Семеныч и Фролов полезли под яблоню. На них обрушилась целая лавина капель. А Морковин под другой яблонькой стал подбирать падаль, быстро, спеша. Складывал яблоки в кучку, качал головой, шевелился его рот.
Вылезли Семеныч и Фролов.
— Ты что, издеваешься над нами?! — закричал Семеныч, подступая к Морковину.
Я остановил его:
— Тихо. Спокойней.
— Ладноть, — сказал Морковин и махнул рукой. Безнадежно так махнул. — В погребе он.
Мы прошли через сад. Уже выходя из него, Морковин поправил доску на заборе, за которым начиналась усадьба деда Матвея. Попали во двор. В окне избы метнулось лицо Марьи. За забором, на улице невнятно, тихо гудела толпа.
Морковин повел нас в сарай. Здесь было темно, сухо, пахло коровьим навозом.
— Сычас, — сказал он и щелкнул включателем.
Вспыхнули три лампочки. Тревожное чувство узнавания охватило меня — справа два бетонных стойла, видно, для коровы и теленка, автопоилка, только вода подается из железного бачка. Слева, тоже в бетонном закутке, мирно, сытно похрюкивал поросенок. У закутка выдвижной деревянный пол, две железные скобы; потянешь за них, и пол выдвигается. Дверь в стене. Морковин открыл ее, протянул руку в темноту, щелкнул включателем. Внизу вспыхнула лампочка, осветила бетонные ступени.
И я вспомнил рассказ Трофима Петровича Незванова о немецкой ферме.
— Там, под кадкой с огурцами, — сказал Морковин.
В погреб спустился Семеныч. Пока мы его ждали, Морковин быстро, торопясь, осматривал сарай; щупал стенки стойл, похлопал поросенка по боку, увидел, что не вычищен коровий навоз, и сокрушенно покачал головой, взял лопату, сгреб навоз к краю.
Вылез сияющий Семеныч.
— Вот! — сказал он и протянул мне револьвер.
Это был старый револьвер, весь в ржавчине. Но четко на рукоятке виднелись две буквы: «Р. П.». Витиеватые, кудрявые, с загогулинами.

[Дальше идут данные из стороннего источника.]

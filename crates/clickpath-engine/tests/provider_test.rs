use async_trait::async_trait;
use clickpath_common::error::SelectorError;
use clickpath_engine::dom::Document;
use clickpath_engine::provider::{
    ProviderLoader, ProviderState, RobulaLoader, RobustPathProvider, RobustPathSlot,
};
use clickpath_engine::selector::RobulaPlus;
use std::sync::Arc;
use std::sync::atomic::{AtomicUsize, Ordering};
use tokio::sync::Notify;

const PAGE: &str = r#"<html><body><ul id="list"><li>A</li><li>B</li></ul></body></html>"#;

/// Holds the load until released.
struct GatedLoader {
    gate: Arc<Notify>,
    calls: AtomicUsize,
}

#[async_trait]
impl ProviderLoader for GatedLoader {
    async fn load(&self) -> Result<Arc<dyn RobustPathProvider>, SelectorError> {
        self.calls.fetch_add(1, Ordering::SeqCst);
        self.gate.notified().await;
        Ok(Arc::new(RobulaPlus::default()))
    }
}

struct FailingLoader;

#[async_trait]
impl ProviderLoader for FailingLoader {
    async fn load(&self) -> Result<Arc<dyn RobustPathProvider>, SelectorError> {
        Err(SelectorError::Load("script blocked".into()))
    }
}

#[test]
fn test_unloaded_slot_is_not_ready() {
    let doc = Document::parse_markup(PAGE).unwrap();
    let slot = RobustPathSlot::new();
    assert_eq!(slot.state(), ProviderState::Unloaded);
    assert!(!slot.is_ready());

    let li = doc.elements()[3];
    let err = slot.robust_selector(&doc, li).unwrap_err();
    assert!(err.is_not_ready());
    assert_eq!(
        err,
        SelectorError::NotReady {
            state: "unloaded".into()
        }
    );
}

#[tokio::test]
async fn test_wait_ready_does_not_block_when_nothing_loads() {
    let slot = RobustPathSlot::new();
    assert!(slot.wait_ready().await.unwrap_err().is_not_ready());
}

#[tokio::test]
async fn test_builtin_loader_reaches_ready() {
    let doc = Document::parse_markup(PAGE).unwrap();
    let slot = Arc::new(RobustPathSlot::new());

    assert!(slot.start_loading(Arc::new(RobulaLoader::default())));
    slot.wait_ready().await.unwrap();
    assert_eq!(slot.state(), ProviderState::Ready);

    let second = doc.elements()[4];
    assert_eq!(
        slot.robust_selector(&doc, second).unwrap(),
        "//*[contains(text(),'B')]"
    );
}

#[tokio::test]
async fn test_loading_happens_once() {
    let gate = Arc::new(Notify::new());
    let loader = Arc::new(GatedLoader {
        gate: gate.clone(),
        calls: AtomicUsize::new(0),
    });
    let slot = Arc::new(RobustPathSlot::new());

    assert!(slot.start_loading(loader.clone()));
    assert!(!slot.start_loading(loader.clone()));
    assert_eq!(slot.state(), ProviderState::Loading);

    let doc = Document::parse_markup(PAGE).unwrap();
    let err = slot.robust_selector(&doc, doc.elements()[3]).unwrap_err();
    assert_eq!(
        err,
        SelectorError::NotReady {
            state: "loading".into()
        }
    );

    gate.notify_one();
    slot.wait_ready().await.unwrap();
    assert!(!slot.start_loading(loader.clone()));
    assert_eq!(loader.calls.load(Ordering::SeqCst), 1);
    assert!(slot.robust_selector(&doc, doc.elements()[3]).is_ok());
}

#[tokio::test]
async fn test_failed_load_is_terminal() {
    let slot = Arc::new(RobustPathSlot::new());
    assert!(slot.start_loading(Arc::new(FailingLoader)));

    let err = slot.wait_ready().await.unwrap_err();
    assert_eq!(err, SelectorError::Load("script blocked".into()));
    assert_eq!(
        slot.state(),
        ProviderState::Failed("script blocked".into())
    );
    assert!(!slot.start_loading(Arc::new(RobulaLoader::default())));
}

#[test]
fn test_preloaded_slot() {
    let slot = RobustPathSlot::with_provider(Arc::new(RobulaPlus::default()));
    assert_eq!(slot.state(), ProviderState::Ready);
    assert!(slot.is_ready());
}
pub mod error;
pub mod formatter;
pub mod protocol;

Взял револьвер Фролов, повертел в руках, передал Зуеву.
— Он, — сказал Пантелей Федорович и громко проглотил слюну. — Он...
— Чего же ты нас водил? — радостно, возбужденно спросил Семеныч.
Морковин посмотрел на него...
— Не знаю. — С сожалением, пожалуй, сказал тихо: — Молодой ты, несмышленый. Вся моя жизня тута... можа, последний раз! — В голосе его прозвучало отчаяние.
Фролов стал писать акт об изъятии оружия, повернувшись к открытой двери. Опять скрипело перо по бумаге.
— Скажите... Скажите, Морковин, — спросил я. — Вы же понимали, что вас арестуют (он посмотрел на меня, и по его взгляду я почувствовал, что он не понимал этого). Почему же... вы не попытались скрыться?
Теперь он смотрел на меня с удивлением.
— А куда скрываться? Куда я со свово двора? Мне боле некуда. — И вдруг спросил с внезапным удивлением (или догадкой): — Что же меня теперя? К стенке?